Вдруг Пастеру пришла в голову одна мысль, и он поспешил поделиться ею с Ру.
— Яд бешенства, проникающий в тело человека через укус, оседает главным образом в его головном и спинном мозгу. Все симптомы бешенства указывают на то, что этот яд, который нам никак не удается отыскать, поражает прежде всего нервную систему. Там-то мы и должны искать этого таинственного микроба. Может быть, и не видя его, мы могли бы его там вырастить? Нельзя ли как-нибудь воспользоваться мозгом живого существа в качестве колбы с бульоном? Это, конечно, довольно странная посуда для культуры, но дело в том, что, когда мы впрыскиваем этот яд под кожу, он теряется и рассасывается в организме, прежде чем достигнуть мозга. Ах, если бы можно было ввести его прямо в собачий мозг!
Ру, затаив дыхание, прислушивался к этому мечтательному бреду Пастера, к его диким, фантастическим замыслам.
Другой человек на месте Ру подумал бы, что Пастер окончательно спятил с ума.

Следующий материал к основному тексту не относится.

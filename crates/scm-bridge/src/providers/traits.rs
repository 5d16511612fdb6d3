//! Provider trait and common types for source-control providers.

use async_trait::async_trait;
use serde::Serialize;
use thiserror::Error;

use crate::config::ChangeConfig;

/// Errors that can occur during provider operations.
#[derive(Error, Debug)]
pub enum ProviderError {
    /// HTTP request failed.
    #[error("HTTP error: {0}")]
    Http(#[from] reqwest::Error),

    /// API returned an error response.
    #[error("API error: {status} - {message}")]
    Api { status: u16, message: String },

    /// Requested resource does not exist.
    #[error("Not found: {0}")]
    NotFound(String),

    /// Credential missing or rejected before any API call was made.
    #[error("Authentication failed: {0}")]
    Auth(String),

    /// Serialization error.
    #[error("Serialization error: {0}")]
    Serialization(#[from] serde_json::Error),
}

impl ProviderError {
    /// HTTP status to surface to the caller of a trigger endpoint.
    #[must_use]
    pub fn http_status(&self) -> u16 {
        match self {
            Self::Api { status, .. } => *status,
            Self::NotFound(_) => 404,
            _ => 500,
        }
    }
}

/// Identifiers that scope all repository-level calls for one workflow run.
///
/// GitHub fills both fields from configuration (owner and repo); GitLab
/// resolves a numeric project id and repeats it; Azure resolves a project id
/// and a repository id.
#[derive(Debug, Clone)]
pub struct ProjectRef {
    /// Provider-side project identifier.
    pub project_id: String,
    /// Provider-side repository identifier.
    pub repo_id: String,
}

/// A branch and the commit its head points at.
#[derive(Debug, Clone)]
pub struct Branch {
    /// Branch name, without the `refs/heads/` prefix.
    pub name: String,
    /// Head commit identifier (SHA / objectId).
    pub sha: String,
}

/// A file that already exists on a branch, with whatever update token the
/// provider requires to overwrite it.
#[derive(Debug, Clone)]
pub struct RemoteFile {
    /// Repository path.
    pub path: String,
    /// Content identifier required for updates (GitHub blob sha). Providers
    /// that key updates on something else leave this empty.
    pub sha: Option<String>,
}

/// The file write a workflow run performs.
#[derive(Debug, Clone)]
pub struct FileChange {
    /// Repository path of the file.
    pub path: String,
    /// New file content.
    pub content: String,
    /// Commit message.
    pub message: String,
}

/// An opened pull/merge request.
#[derive(Debug, Clone, Serialize)]
pub struct ChangeRequest {
    /// Provider-visible number (`number` / `iid` / `pullRequestId`).
    pub id: u64,
    /// Canonical web URL.
    pub url: String,
    /// Title as stored by the provider.
    pub title: String,
}

/// A webhook subscription registered with a provider.
#[derive(Debug, Clone)]
pub struct WebhookSubscription {
    /// Provider-side hook identifier.
    pub id: String,
    /// Callback URL the provider will deliver to.
    pub url: String,
}

/// Capability set every provider exposes to the change workflow.
///
/// One implementation per provider; the workflow itself is provider-agnostic.
#[async_trait]
pub trait ScmProvider: Send + Sync {
    /// Short provider label used in logs and error envelopes.
    fn name(&self) -> &'static str;

    /// Change template this provider applies on each run.
    fn change(&self) -> &ChangeConfig;

    /// Prefix for generated branch names; the run-unique suffix is appended.
    fn branch_prefix(&self) -> &'static str;

    /// Path on this service the provider's webhooks should deliver to.
    fn webhook_path(&self) -> &'static str;

    /// Resolve the credential used by subsequent calls. GitHub mints a
    /// short-lived installation access token here; PAT providers only check
    /// that a credential is present.
    async fn authenticate(&self) -> Result<(), ProviderError>;

    /// Resolve project/repository identifiers.
    async fn resolve_project(&self) -> Result<ProjectRef, ProviderError>;

    /// Return the webhook subscription registered for `url`, creating it if
    /// absent. Equality is exact string match on the stored URL. Returns
    /// `None` when the provider tolerates a permission shortfall instead of
    /// failing the run (GitLab 403).
    async fn ensure_webhook(
        &self,
        project: &ProjectRef,
        url: &str,
    ) -> Result<Option<WebhookSubscription>, ProviderError>;

    /// Fetch a branch and its head commit. `NotFound` if the branch is absent.
    async fn get_branch(&self, project: &ProjectRef, name: &str)
        -> Result<Branch, ProviderError>;

    /// Create a branch pointing at exactly `sha`.
    async fn create_branch(
        &self,
        project: &ProjectRef,
        name: &str,
        sha: &str,
    ) -> Result<(), ProviderError>;

    /// Look up a file on a branch. Absence is a valid outcome, not an error.
    async fn get_file(
        &self,
        project: &ProjectRef,
        path: &str,
        branch: &str,
    ) -> Result<Option<RemoteFile>, ProviderError>;

    /// Write the file on `branch`, using update semantics iff `existing` is
    /// set (and carrying its update token where the provider requires one).
    async fn write_file(
        &self,
        project: &ProjectRef,
        branch: &Branch,
        change: &FileChange,
        existing: Option<&RemoteFile>,
    ) -> Result<(), ProviderError>;

    /// Open a pull/merge request from `source` into `target`.
    async fn open_change_request(
        &self,
        project: &ProjectRef,
        source: &str,
        target: &str,
        title: &str,
        body: &str,
    ) -> Result<ChangeRequest, ProviderError>;
}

Собачий мозг в роли бутылки с бульоном! Что за чушь!
— Но почему бы, профессор, нам и не попробовать ввести яд бешенства прямо в собачий мозг? Я прекрасно могу сделать собаке трепанацию, просверлить в ее черепе маленькую дырочку, не причинив ей абсолютно никакого вреда и ничуть не повредив мозга. Это очень просто, — сказал Ру.
Но Пастер гневно его прервал. Он не был доктором и не знал, что хирурги делают эту операцию даже людям без всяких дурных последствий.
— Что?! Просверлить дырку в собачьем черепе?! Да ведь вы же изувечите несчастное животное! Вы разрушите его мозг, вы вызовете паралич! Нет! Этого я ни за что не позволю!
Так близок был Пастер к тому, чтобы потерять величайший из своих даров страдающему человечеству. Он упал духом перед жестоким опытом, которого требовала его гениальная идея. Но Ру — этот преданный, полузабытый ныне Ру — спас его своим неповиновением.
Через несколько дней после этого разговора, когда Пастер ушел на какое-то собрание, Ру взял здоровую собаку, усыпил ее хлороформом и, просверлив в ее черепе дыру, открыл живой пульсирующий мозг. Затем он набрал в шприц немного растертого мозга собаки, только что погибшей от бешенства.